To do:
Calculate how many lines of the data hold "Duration". The answer consists of that number only.

*** Dataset content ***

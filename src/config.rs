use crate::error::{AppError, Result};
use crate::models::{Target, ViewKind};
use serde::{Deserialize, Serialize};
use std::path::Path;
use std::str::FromStr;
use std::time::Duration;

pub const DEFAULT_CONFIG_FILE: &str = "harvester.toml";

#[derive(Debug, Clone, Default, Serialize, Deserialize)]
#[serde(default)]
pub struct Config {
    pub browser: BrowserConfig,
    pub target: TargetConfig,
    pub collector: CollectorConfig,
    pub orchestrator: OrchestratorConfig,
    pub auth: AuthConfig,
    pub output: OutputConfig,
}

#[derive(Debug, Clone, Serialize, Deserialize)]
#[serde(default)]
pub struct BrowserConfig {
    pub headless: bool,
    pub window_width: u32,
    pub window_height: u32,
    /// Persistent Chrome profile. Defaults to a directory under the user data dir.
    pub user_data_dir: Option<String>,
    /// DevTools websocket of an already running browser; skips launching.
    pub ws_url: Option<String>,
    pub user_agent: String,
    pub launch_attempts: u32,
    pub navigation_timeout_secs: u64,
}

#[derive(Debug, Clone, Serialize, Deserialize)]
#[serde(default)]
pub struct TargetConfig {
    pub handle: String,
    pub view: ViewKind,
    pub origin: String,
}

#[derive(Debug, Clone, Serialize, Deserialize)]
#[serde(default)]
pub struct CollectorConfig {
    /// Consecutive no-growth rounds before the loop stops.
    pub stability_threshold: u32,
    pub settle_timeout_ms: u64,
    pub step_retries: u32,
    pub max_depth: usize,
    pub assistant_pattern: String,
}

#[derive(Debug, Clone, Serialize, Deserialize)]
#[serde(default)]
pub struct OrchestratorConfig {
    pub max_attempts: u32,
    pub strategy_attempts: u32,
    pub retry_delay_ms: u64,
    pub attempt_delay_ms: u64,
    pub script_timeout_secs: u64,
}

#[derive(Debug, Clone, Serialize, Deserialize)]
#[serde(default)]
pub struct AuthConfig {
    /// JSON export of session cookies replayed before the run.
    pub cookies_file: Option<String>,
    pub login_wait_secs: u64,
}

#[derive(Debug, Clone, Serialize, Deserialize)]
#[serde(default)]
pub struct OutputConfig {
    pub dir: String,
}

fn env_or<T: FromStr>(key: &str, fallback: T) -> T {
    std::env::var(key)
        .ok()
        .and_then(|value| value.parse().ok())
        .unwrap_or(fallback)
}

fn env_opt(key: &str) -> Option<String> {
    std::env::var(key).ok().filter(|value| !value.trim().is_empty())
}

/// Environment wins over the file whenever the variable is set and parses.
fn pick<T: FromStr>(key: &str, file_value: T) -> T {
    env_or(key, file_value)
}

fn pick_opt(key: &str, file_value: Option<String>) -> Option<String> {
    env_opt(key).or(file_value)
}

impl Default for BrowserConfig {
    fn default() -> Self {
        Self {
            headless: env_or("HEADLESS", false),
            window_width: env_or("WINDOW_WIDTH", 1280),
            window_height: env_or("WINDOW_HEIGHT", 720),
            user_data_dir: env_opt("CHROME_PROFILE_DIR"),
            ws_url: env_opt("BROWSER_WS_URL"),
            user_agent: std::env::var("BROWSER_USER_AGENT").unwrap_or_else(|_| {
                "Mozilla/5.0 (Windows NT 10.0; Win64; x64) AppleWebKit/537.36 (KHTML, like Gecko) Chrome/120.0.0.0 Safari/537.36".to_string()
            }),
            launch_attempts: env_or("LAUNCH_ATTEMPTS", 3),
            navigation_timeout_secs: env_or("NAVIGATION_TIMEOUT_SECS", 10),
        }
    }
}

impl Default for TargetConfig {
    fn default() -> Self {
        Self {
            handle: env_opt("HARVEST_HANDLE")
                .or_else(|| env_opt("X_USERNAME"))
                .unwrap_or_default(),
            view: env_or("HARVEST_VIEW", ViewKind::Likes),
            origin: std::env::var("HARVEST_ORIGIN").unwrap_or_else(|_| "https://x.com".to_string()),
        }
    }
}

impl Default for CollectorConfig {
    fn default() -> Self {
        Self {
            stability_threshold: env_or("STABILITY_THRESHOLD", 15),
            settle_timeout_ms: env_or("SETTLE_TIMEOUT_MS", 3500),
            step_retries: env_or("STEP_RETRIES", 2),
            max_depth: env_or("MAX_DEPTH", 5),
            assistant_pattern: std::env::var("ASSISTANT_PATTERN")
                .unwrap_or_else(|_| "@AskPerplexity".to_string()),
        }
    }
}

impl Default for OrchestratorConfig {
    fn default() -> Self {
        Self {
            max_attempts: env_or("MAX_ATTEMPTS", 5),
            strategy_attempts: env_or("STRATEGY_ATTEMPTS", 3),
            retry_delay_ms: env_or("RETRY_DELAY_MS", 2000),
            attempt_delay_ms: env_or("ATTEMPT_DELAY_MS", 5000),
            script_timeout_secs: env_or("SCRIPT_TIMEOUT_SECS", 60),
        }
    }
}

impl Default for AuthConfig {
    fn default() -> Self {
        Self {
            cookies_file: env_opt("SESSION_COOKIES_FILE"),
            login_wait_secs: env_or("LOGIN_WAIT_SECS", 120),
        }
    }
}

impl Default for OutputConfig {
    fn default() -> Self {
        Self {
            dir: std::env::var("OUTPUT_DIR").unwrap_or_else(|_| "extracted_data".to_string()),
        }
    }
}

impl Config {
    /// Reads `path` when it exists and layers the environment on top.
    pub fn load(path: &Path) -> Result<Self> {
        if !path.exists() {
            tracing::debug!(path = %path.display(), "No config file, using environment and defaults");
            return Ok(Config::default());
        }

        let contents = std::fs::read_to_string(path).map_err(|e| {
            AppError::Configuration(format!("Failed to read {}: {}", path.display(), e))
        })?;
        let file_config = toml::from_str::<Config>(&contents).map_err(|e| {
            AppError::Configuration(format!("Failed to parse {}: {}", path.display(), e))
        })?;

        tracing::info!(path = %path.display(), "Loaded config file");
        Ok(Self::merge_env(file_config))
    }

    pub fn validate(&self) -> std::result::Result<(), Vec<String>> {
        let mut errors = Vec::new();

        if self.target.handle.trim().trim_start_matches('@').is_empty() {
            errors.push("Target handle is required (--handle or HARVEST_HANDLE)".to_string());
        }
        if !self.target.origin.starts_with("http://") && !self.target.origin.starts_with("https://") {
            errors.push("Invalid origin URL format".to_string());
        }
        if let Some(ws_url) = &self.browser.ws_url {
            if !ws_url.starts_with("ws://") && !ws_url.starts_with("wss://") {
                errors.push("Browser websocket URL must start with ws:// or wss://".to_string());
            }
        }
        if self.browser.window_width == 0 || self.browser.window_height == 0 {
            errors.push("Window size must be greater than 0".to_string());
        }
        if self.browser.launch_attempts == 0 {
            errors.push("Launch attempts must be greater than 0".to_string());
        }
        if self.collector.stability_threshold == 0 {
            errors.push("Stability threshold must be greater than 0".to_string());
        }
        if self.collector.assistant_pattern.trim().is_empty() {
            errors.push("Assistant pattern must not be empty".to_string());
        }
        if self.orchestrator.max_attempts == 0 {
            errors.push("Max attempts must be greater than 0".to_string());
        }
        if self.orchestrator.strategy_attempts == 0 {
            errors.push("Strategy attempts must be greater than 0".to_string());
        }
        if self.orchestrator.script_timeout_secs == 0 {
            errors.push("Script timeout must be greater than 0".to_string());
        }
        if self.output.dir.trim().is_empty() {
            errors.push("Output directory must not be empty".to_string());
        }

        if errors.is_empty() {
            Ok(())
        } else {
            Err(errors)
        }
    }

    pub fn target(&self) -> Result<Target> {
        Target::new(&self.target.handle, self.target.view, &self.target.origin)
    }

    pub fn settle_timeout(&self) -> Duration {
        Duration::from_millis(self.collector.settle_timeout_ms)
    }

    pub fn script_timeout(&self) -> Duration {
        Duration::from_secs(self.orchestrator.script_timeout_secs)
    }

    fn merge_env(file: Config) -> Config {
        Config {
            browser: BrowserConfig {
                headless: pick("HEADLESS", file.browser.headless),
                window_width: pick("WINDOW_WIDTH", file.browser.window_width),
                window_height: pick("WINDOW_HEIGHT", file.browser.window_height),
                user_data_dir: pick_opt("CHROME_PROFILE_DIR", file.browser.user_data_dir),
                ws_url: pick_opt("BROWSER_WS_URL", file.browser.ws_url),
                user_agent: pick("BROWSER_USER_AGENT", file.browser.user_agent),
                launch_attempts: pick("LAUNCH_ATTEMPTS", file.browser.launch_attempts),
                navigation_timeout_secs: pick(
                    "NAVIGATION_TIMEOUT_SECS",
                    file.browser.navigation_timeout_secs,
                ),
            },
            target: TargetConfig {
                handle: env_opt("HARVEST_HANDLE")
                    .or_else(|| env_opt("X_USERNAME"))
                    .unwrap_or(file.target.handle),
                view: pick("HARVEST_VIEW", file.target.view),
                origin: pick("HARVEST_ORIGIN", file.target.origin),
            },
            collector: CollectorConfig {
                stability_threshold: pick("STABILITY_THRESHOLD", file.collector.stability_threshold),
                settle_timeout_ms: pick("SETTLE_TIMEOUT_MS", file.collector.settle_timeout_ms),
                step_retries: pick("STEP_RETRIES", file.collector.step_retries),
                max_depth: pick("MAX_DEPTH", file.collector.max_depth),
                assistant_pattern: pick("ASSISTANT_PATTERN", file.collector.assistant_pattern),
            },
            orchestrator: OrchestratorConfig {
                max_attempts: pick("MAX_ATTEMPTS", file.orchestrator.max_attempts),
                strategy_attempts: pick("STRATEGY_ATTEMPTS", file.orchestrator.strategy_attempts),
                retry_delay_ms: pick("RETRY_DELAY_MS", file.orchestrator.retry_delay_ms),
                attempt_delay_ms: pick("ATTEMPT_DELAY_MS", file.orchestrator.attempt_delay_ms),
                script_timeout_secs: pick("SCRIPT_TIMEOUT_SECS", file.orchestrator.script_timeout_secs),
            },
            auth: AuthConfig {
                cookies_file: pick_opt("SESSION_COOKIES_FILE", file.auth.cookies_file),
                login_wait_secs: pick("LOGIN_WAIT_SECS", file.auth.login_wait_secs),
            },
            output: OutputConfig {
                dir: pick("OUTPUT_DIR", file.output.dir),
            },
        }
    }
}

*** End of Dataset content ***

Answer area:
5